ENTRIES SHOWN:
•••

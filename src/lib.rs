#![warn(rust_2018_idioms)]
// Specific pedantic lints enforced (not blanket allow):
#![deny(
    clippy::explicit_iter_loop,
    clippy::manual_let_else,
    clippy::semicolon_if_nothing_returned,
    clippy::inconsistent_struct_constructor
)]
// Noisy pedantic lints suppressed with justification:
#![allow(
    clippy::cast_lossless,           // Enum discriminants widened with `as`
    clippy::missing_errors_doc,      // Internal API
    clippy::missing_panics_doc,      // Internal API
    clippy::module_name_repetitions, // e.g. BridgeError in bridge module
    clippy::must_use_candidate,      // Annotated selectively on critical APIs
    clippy::doc_markdown             // Internal API
)]

pub mod app;
pub mod bridge;
pub mod domain;
pub mod global;
pub mod logger;
pub mod monitor;

// Re-export main types for easy access
pub use bridge::{BridgeError, BridgeReceiver, HttpSender, ReceiverConfig, SenderConfig};
pub use domain::{DeliveryError, LogCategory, LogEntry, LogPriority};
pub use logger::{Delivery, Filter, Logger, LoggerBuilder};

// Version information
pub const VERSION: &str = env!("CARGO_PKG_VERSION");
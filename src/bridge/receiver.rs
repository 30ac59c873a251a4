use super::endpoint::DEFAULT_PORT;
use super::message::BridgeMessage;
use super::subscribers::{SubscriberSet, SubscriptionId};
use super::BridgeError;
use crate::domain::LogEntry;
use axum::Router;
use axum::body::{self, Body};
use axum::extract::State;
use axum::http::StatusCode;
use chrono::{DateTime, FixedOffset, Local};
use parking_lot::Mutex;
use std::fmt;
use std::net::{IpAddr, Ipv4Addr, SocketAddr};
use std::sync::Arc;
use tokio::net::TcpListener;
use tokio::task::JoinHandle;
use tokio_util::sync::CancellationToken;
use tracing::{debug, info, warn};

/// Largest request body the receiver buffers; longer bodies are dropped.
pub const MAX_BODY_BYTES: usize = 2 * 1024 * 1024;

#[derive(Debug, Clone)]
pub struct ReceiverConfig {
    pub host: IpAddr,
    /// 0 picks a free port.
    pub port: u16,
}

impl ReceiverConfig {
    pub fn with_port(port: u16) -> Self {
        Self {
            port,
            ..Self::default()
        }
    }
}

impl Default for ReceiverConfig {
    fn default() -> Self {
        Self {
            host: IpAddr::V4(Ipv4Addr::UNSPECIFIED),
            port: DEFAULT_PORT,
        }
    }
}

#[derive(Debug, Clone, Copy, PartialEq, Eq)]
pub enum ReceiverStatus {
    Stopped,
    Starting,
    Listening,
    Stopping,
}

impl fmt::Display for ReceiverStatus {
    fn fmt(&self, f: &mut fmt::Formatter<'_>) -> fmt::Result {
        let name = match self {
            Self::Stopped => "stopped",
            Self::Starting => "starting",
            Self::Listening => "listening",
            Self::Stopping => "stopping",
        };
        f.write_str(name)
    }
}

enum Phase {
    Stopped,
    Starting {
        abort: CancellationToken,
    },
    Listening {
        addr: SocketAddr,
        shutdown: CancellationToken,
        server: JoinHandle<()>,
    },
    Stopping,
}

impl Phase {
    fn status(&self) -> ReceiverStatus {
        match self {
            Self::Stopped => ReceiverStatus::Stopped,
            Self::Starting { .. } => ReceiverStatus::Starting,
            Self::Listening { .. } => ReceiverStatus::Listening,
            Self::Stopping => ReceiverStatus::Stopping,
        }
    }
}

/// Long-lived HTTP listener that turns posted JSON back into entries.
///
/// Every request, whatever its method or path, is answered `200` with an
/// empty body. Bodies that parse as a bridge message are rebuilt into a
/// [`LogEntry`] and handed to each subscriber before the response is sent;
/// anything else is dropped silently.
pub struct BridgeReceiver {
    config: ReceiverConfig,
    subscribers: Arc<SubscriberSet>,
    phase: Mutex<Phase>,
}

impl BridgeReceiver {
    pub fn new(config: ReceiverConfig) -> Self {
        Self {
            config,
            subscribers: Arc::new(SubscriberSet::new()),
            phase: Mutex::new(Phase::Stopped),
        }
    }

    pub fn status(&self) -> ReceiverStatus {
        self.phase.lock().status()
    }

    /// Bound address while listening.
    pub fn local_addr(&self) -> Option<SocketAddr> {
        match &*self.phase.lock() {
            Phase::Listening { addr, .. } => Some(*addr),
            _ => None,
        }
    }

    pub fn subscribe<F>(&self, callback: F) -> SubscriptionId
    where
        F: Fn(&LogEntry) + Send + Sync + 'static,
    {
        self.subscribers.subscribe(callback)
    }

    pub fn unsubscribe(&self, id: SubscriptionId) -> bool {
        self.subscribers.unsubscribe(id)
    }

    /// The request handling without a listener, sharing this receiver's
    /// subscribers.
    pub fn router(&self) -> Router {
        router(Arc::clone(&self.subscribers))
    }

    /// Binds and starts serving. Returns the bound address.
    ///
    /// Calling this while already listening returns the current address.
    pub async fn start(&self) -> Result<SocketAddr, BridgeError> {
        let abort = {
            let mut phase = self.phase.lock();
            match &*phase {
                Phase::Listening { addr, .. } => return Ok(*addr),
                Phase::Starting { .. } | Phase::Stopping => return Err(BridgeError::Busy),
                Phase::Stopped => {}
            }
            let abort = CancellationToken::new();
            *phase = Phase::Starting {
                abort: abort.clone(),
            };
            abort
        };

        let address = SocketAddr::new(self.config.host, self.config.port);
        let bound = match TcpListener::bind(address).await {
            Ok(listener) => listener.local_addr().map(|addr| (listener, addr)),
            Err(e) => Err(e),
        };
        let (listener, local_addr) = match bound {
            Ok(bound) => bound,
            Err(source) => {
                self.roll_back(&abort);
                return Err(BridgeError::Bind {
                    address: address.to_string(),
                    source,
                });
            }
        };

        let mut phase = self.phase.lock();
        // stop() ran while binding; the listener is dropped here
        if abort.is_cancelled() {
            return Err(BridgeError::StartAborted);
        }

        let shutdown = CancellationToken::new();
        let server = tokio::spawn(serve(listener, self.router(), shutdown.clone()));
        *phase = Phase::Listening {
            addr: local_addr,
            shutdown,
            server,
        };

        info!("Bridge receiver listening on {local_addr}");
        Ok(local_addr)
    }

    /// Stops accepting connections without waiting for in-flight requests.
    ///
    /// Idempotent. A `start` still binding is told to give up.
    pub fn stop(&self) {
        let mut phase = self.phase.lock();
        match std::mem::replace(&mut *phase, Phase::Stopped) {
            Phase::Listening { addr, shutdown, .. } => {
                shutdown.cancel();
                info!("Bridge receiver on {addr} stopped");
            }
            Phase::Starting { abort } => abort.cancel(),
            // A concurrent shutdown() completes the transition
            Phase::Stopping => *phase = Phase::Stopping,
            Phase::Stopped => {}
        }
    }

    /// Like [`stop`](Self::stop), but waits until in-flight requests have
    /// completed and the port is released.
    pub async fn shutdown(&self) {
        let server = {
            let mut phase = self.phase.lock();
            match std::mem::replace(&mut *phase, Phase::Stopping) {
                Phase::Listening { addr, shutdown, server } => {
                    shutdown.cancel();
                    info!("Bridge receiver on {addr} shutting down");
                    Some(server)
                }
                Phase::Starting { abort } => {
                    abort.cancel();
                    *phase = Phase::Stopped;
                    None
                }
                other => {
                    *phase = other;
                    None
                }
            }
        };

        if let Some(server) = server {
            if let Err(e) = server.await {
                warn!("Bridge receiver task failed: {e}");
            }
            *self.phase.lock() = Phase::Stopped;
        }
    }

    fn roll_back(&self, abort: &CancellationToken) {
        let mut phase = self.phase.lock();
        if !abort.is_cancelled() {
            *phase = Phase::Stopped;
        }
    }
}

impl Default for BridgeReceiver {
    fn default() -> Self {
        Self::new(ReceiverConfig::default())
    }
}

impl Drop for BridgeReceiver {
    fn drop(&mut self) {
        self.stop();
    }
}

impl fmt::Debug for BridgeReceiver {
    fn fmt(&self, f: &mut fmt::Formatter<'_>) -> fmt::Result {
        f.debug_struct("BridgeReceiver")
            .field("config", &self.config)
            .field("status", &self.status())
            .field("subscribers", &self.subscribers.len())
            .finish()
    }
}

async fn serve(listener: TcpListener, app: Router, shutdown: CancellationToken) {
    if let Err(e) = axum::serve(listener, app)
        .with_graceful_shutdown(shutdown.cancelled_owned())
        .await
    {
        warn!("Bridge receiver server error: {e}");
    }
}

/// Router answering every method and path with the receive handler.
pub fn router(subscribers: Arc<SubscriberSet>) -> Router {
    Router::new()
        .fallback(receive_handler)
        .with_state(subscribers)
}

async fn receive_handler(
    State(subscribers): State<Arc<SubscriberSet>>,
    body: Body,
) -> StatusCode {
    let received_at = Local::now().fixed_offset();

    let bytes = match body::to_bytes(body, MAX_BODY_BYTES).await {
        Ok(bytes) => bytes,
        Err(e) => {
            debug!(error = %e, "Failed to read request body");
            return StatusCode::OK;
        }
    };

    if let Some(entry) = decode(&bytes, received_at) {
        // Subscribers may block on their own sinks
        let published = tokio::task::spawn_blocking(move || subscribers.emit(&entry)).await;
        if let Err(e) = published {
            debug!(error = %e, "Publishing received entry failed");
        }
    }

    StatusCode::OK
}

/// Rebuilds an entry from a request body; `None` for anything unusable.
pub(crate) fn decode(body: &[u8], received_at: DateTime<FixedOffset>) -> Option<LogEntry> {
    if body.is_empty() {
        return None;
    }

    let text = match std::str::from_utf8(body) {
        Ok(text) => text,
        Err(e) => {
            debug!(error = %e, "Request body is not UTF-8");
            return None;
        }
    };

    match serde_json::from_str::<BridgeMessage>(text) {
        Ok(message) => Some(message.into_entry(received_at)),
        Err(e) => {
            debug!(error = %e, "Request body is not a bridge message");
            None
        }
    }
}
//! Domain layer for rask-log-bridge.
//!
//! Contains the canonical types shared across all modules:
//! - `LogEntry`: The pipeline's immutable unit of diagnostic data
//! - `LogCategory` / `LogPriority`: Ordered severity and priority scales
//! - `ThreadContext`: Best-effort snapshot of the emitting thread
//! - `DeliveryError`: Why a delivery strategy reported failure

pub mod category;
pub mod error;
pub mod log_entry;
pub mod thread;

pub use category::{LogCategory, LogPriority};
pub use error::DeliveryError;
pub use log_entry::{LogEntry, normalize_tag};
pub use thread::{ThreadContext, UserContext};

•••

WORK INSTRUCTIONS:
Pull together all lines from the data that mention the word "published".

SOLUTION FOR THIS PROBLEM:
        let published = tokio::task::spawn_blocking(move || subscribers.emit(&entry)).await;
        if let Err(e) = published {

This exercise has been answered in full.